Second Quarter Highlights:
- Reported second quarter 2018 total revenue of $107.0 million, up 40% over the prior year period.
- Reported second quarter 2018 rental revenue of $80.4 million, up 39% over the prior year period.
- Generated second quarter net income per share and OP unit of $0.06 on a fully diluted basis, consistent with the same period last year.
- Generated second quarter normalized funds from operations (Normalized FFO) of $0.28 per share and OP unit on a fully diluted basis, up 16.7% year-over-year.
- Completed the acquisition of one healthcare property representing 231,486 square feet for $71.3 million.
- Completed the disposition of 15 healthcare properties representing 560,234 square feet for $90.7 million.
- Declared a quarterly dividend of $0.23 per share and OP unit for the second quarter 2018, paid July 18, 2018.
- Portfolio was 96.6% leased based on square footage as of June 30, 2018.
- Same-Store Cash Net Operating Income (Cash NOI) growth was 3.3% year-over-year.
- Net decrease to gross leasable square footage of 1.7% to 13,399,898 square feet across 249 healthcare properties (which excludes 17 assets classified as held for sale) as of June 30, 2018, from 13,625,726 square feet across 265 healthcare properties (which excluded 15 assets classified as held for sale) as of March 31, 2018.
John T. Thomas, President and Chief Executive Officer of the Trust, commented, “Physicians Realty Trust recently celebrated our 5th anniversary as a public company, and consistent with our 5-year track record of success, our team and relationships delivered outstanding results during the second quarter of 2018. Consistent with our 2018 plans announced earlier this year, we have had an acute focus on improving the overall quality of our real estate assets, operating results, and relationships. So far this year we have accomplished all three, while also improving our balance sheet. Year-to-date we have completed $220.3 million of dispositions at favorable valuations while reinvesting $179.1 million of those proceeds to expand existing relationships in newer, higher quality facilities leased to strong credit tenants, while also reducing debt with the balance of the proceeds.”
“We will continue to be selective in deploying capital in this market, but remain very optimistic about our ability to continue to execute and grow in the years to come. We believe we have the best overall portfolio of medical office facilities in the United States, approaching 97% leased, almost 90% on-campus or affiliated with a health system, and over half of our rentable square feet directly leased to an investment-grade health system or affiliate. We look for a continuation of this strategy and execution during the second half of 2018, with the potential for more dispositions, selective investment, and an eagle-eye focus on operating performance,” Mr. Thomas continued.

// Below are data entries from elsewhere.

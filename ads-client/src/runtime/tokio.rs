//! `tokio` based runtime implementation.

use std::future::Future;

use tracing::{Instrument, Span};

use crate::runtime::Runtime;

/// Spawns onto the ambient tokio runtime, so it must be used from within one.
#[derive(Clone, Copy, Debug, Default)]
pub struct TokioRuntime;

impl Runtime for TokioRuntime {
    fn spawn<F>(&self, span: Span, task: F)
    where
        F: Future<Output = ()> + Send + 'static,
    {
        tokio::spawn(task.instrument(span));
    }
}
//! Error types for the ADS client.

use std::path::PathBuf;

use thiserror::Error;

/// Error type for the ADS client.
#[derive(Debug, Error)]
pub enum Error {
    /// Dialing the server or preparing the channel failed.
    #[error("connection error: {0}")]
    Connection(String),

    /// The configured server address is not a usable URI.
    #[error("invalid server uri: {0}")]
    InvalidUri(String),

    /// TLS material could not be parsed or the TLS handshake configuration is invalid.
    #[error("tls error: {0}")]
    Tls(String),

    /// Reading a file from disk failed.
    #[error("failed to read {}: {source}", path.display())]
    ReadFile {
        /// The file that could not be read.
        path: PathBuf,
        /// The underlying I/O error.
        #[source]
        source: std::io::Error,
    },

    /// Generic I/O failure.
    #[error(transparent)]
    Io(#[from] std::io::Error),

    /// The gRPC stream failed with a status.
    #[cfg(feature = "transport-tonic")]
    #[error("stream error: {0}")]
    Stream(#[from] tonic::Status),

    /// The stream was cancelled locally or by the peer.
    #[error("stream cancelled")]
    Cancelled,

    /// The stream deadline expired.
    #[error("stream deadline exceeded")]
    DeadlineExceeded,

    /// The stream has ended and can no longer carry messages.
    #[error("stream closed")]
    StreamClosed,

    /// An operation needed a live stream but the client is not connected.
    #[error("client is not connected")]
    NotConnected,

    /// A receive loop is already running for this client.
    #[error("a receive loop is already running for this client")]
    AlreadyReceiving,

    /// A protobuf message could not be decoded.
    #[error("failed to decode message: {0}")]
    Decode(#[from] prost::DecodeError),

    /// The receive loop ended because of a non-graceful stream failure.
    #[error("connection closed: {0}")]
    ConnectionClosed(#[source] Box<Error>),
}

impl Error {
    /// Returns true when the error signals an orderly shutdown rather than a failure.
    ///
    /// Cancellation and deadline expiry, whether raised locally or carried in a
    /// gRPC status, end the receive loop without reporting an error.
    pub fn is_cancellation(&self) -> bool {
        match self {
            Error::Cancelled | Error::DeadlineExceeded => true,
            #[cfg(feature = "transport-tonic")]
            Error::Stream(status) => matches!(
                status.code(),
                tonic::Code::Cancelled | tonic::Code::DeadlineExceeded
            ),
            Error::ConnectionClosed(inner) => inner.is_cancellation(),
            _ => false,
        }
    }
}

/// Result type alias for ADS client operations.
pub type Result<T> = std::result::Result<T, Error>;

#[cfg(test)]
mod tests {
    use super::*;

    #[test]
    fn cancellation_is_graceful() {
        assert!(Error::Cancelled.is_cancellation());
        assert!(Error::DeadlineExceeded.is_cancellation());
        assert!(!Error::StreamClosed.is_cancellation());
        assert!(!Error::Connection("refused".into()).is_cancellation());
    }

    #[cfg(feature = "transport-tonic")]
    #[test]
    fn status_codes_classify() {
        assert!(Error::Stream(tonic::Status::cancelled("bye")).is_cancellation());
        assert!(Error::Stream(tonic::Status::deadline_exceeded("late")).is_cancellation());
        assert!(!Error::Stream(tonic::Status::unavailable("down")).is_cancellation());
    }

    #[test]
    fn connection_closed_wraps_cause() {
        let err = Error::ConnectionClosed(Box::new(Error::StreamClosed));
        assert_eq!(err.to_string(), "connection closed: stream closed");
    }
}
//! Configuration for the ADS client.

use crate::message::Node;
use crate::node::NodeConfig;

/// Configuration for an xDS server.
#[derive(Debug, Clone, PartialEq, Eq)]
pub struct ServerConfig {
    uri: String,
}

impl ServerConfig {
    /// Create a server configuration.
    ///
    /// `uri` is either a full URI (`http://istiod:15010`) or a bare
    /// `host:port`, in which case the transport picks the scheme.
    pub fn new(uri: impl Into<String>) -> Self {
        Self { uri: uri.into() }
    }

    /// Returns the server URI as configured.
    pub fn uri(&self) -> &str {
        &self.uri
    }
}

/// What to do with a resource whose payload fails to decode.
#[derive(Debug, Clone, Copy, Default, PartialEq, Eq)]
pub enum DecodeFailurePolicy {
    /// Drop the resource and keep processing the rest of the response.
    #[default]
    Drop,
    /// End the receive loop with the decode error.
    Reject,
}

/// What to do when an acknowledgment or cascade request cannot be sent from
/// inside the receive loop.
#[derive(Debug, Clone, Copy, Default, PartialEq, Eq)]
pub enum AckFailurePolicy {
    /// Log a warning and keep receiving.
    #[default]
    Log,
    /// End the receive loop with the send error.
    Fail,
}

/// Configuration for the ADS client.
#[derive(Debug, Clone)]
pub struct ClientConfig {
    /// The control plane to connect to.
    pub server: ServerConfig,

    /// Node identification sent with every request.
    pub node: Node,

    /// Derive endpoint and route subscriptions from received clusters and
    /// listeners.
    pub cascade: bool,

    /// Handling of resources that fail to decode.
    pub decode_failure: DecodeFailurePolicy,

    /// Handling of acknowledgment and cascade send failures.
    pub ack_failure: AckFailurePolicy,
}

impl ClientConfig {
    /// Create a new configuration for `server` with the given node.
    ///
    /// # Example
    ///
    /// ```
    /// use ads_client::{ClientConfig, NodeConfig, ServerConfig};
    ///
    /// let node = NodeConfig::new()
    ///     .with_node_id("sidecar~10.0.0.1~cart.shop~shop.svc.cluster.local")
    ///     .build();
    /// let config = ClientConfig::new(ServerConfig::new("istiod:15010"), node);
    /// assert!(config.cascade);
    /// ```
    pub fn new(server: ServerConfig, node: Node) -> Self {
        Self {
            server,
            node,
            cascade: true,
            decode_failure: DecodeFailurePolicy::default(),
            ack_failure: AckFailurePolicy::default(),
        }
    }

    /// Create a configuration whose node is built from `node`.
    pub fn from_node_config(server: ServerConfig, node: &NodeConfig) -> Self {
        Self::new(server, node.build())
    }

    /// Enable or disable cascading subscriptions.
    pub fn with_cascade(mut self, cascade: bool) -> Self {
        self.cascade = cascade;
        self
    }

    /// Set the decode failure policy.
    pub fn with_decode_failure(mut self, policy: DecodeFailurePolicy) -> Self {
        self.decode_failure = policy;
        self
    }

    /// Set the acknowledgment failure policy.
    pub fn with_ack_failure(mut self, policy: AckFailurePolicy) -> Self {
        self.ack_failure = policy;
        self
    }
}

“At Physicians Realty Trust, we ‘Invest in better.’ Consistent with our Mission and Vision, our ultimate goal is to help medical providers, patients and clients, and shareholders realize better healthcare, better communities, and better returns. We do this by offering broader and deeper healthcare expertise than any other REIT, by crafting solutions that benefit all parties, and by consistently executing for our long-standing industry relationships to source and sustain the highest quality properties and tenants in the industry,” Mr. Thomas concluded.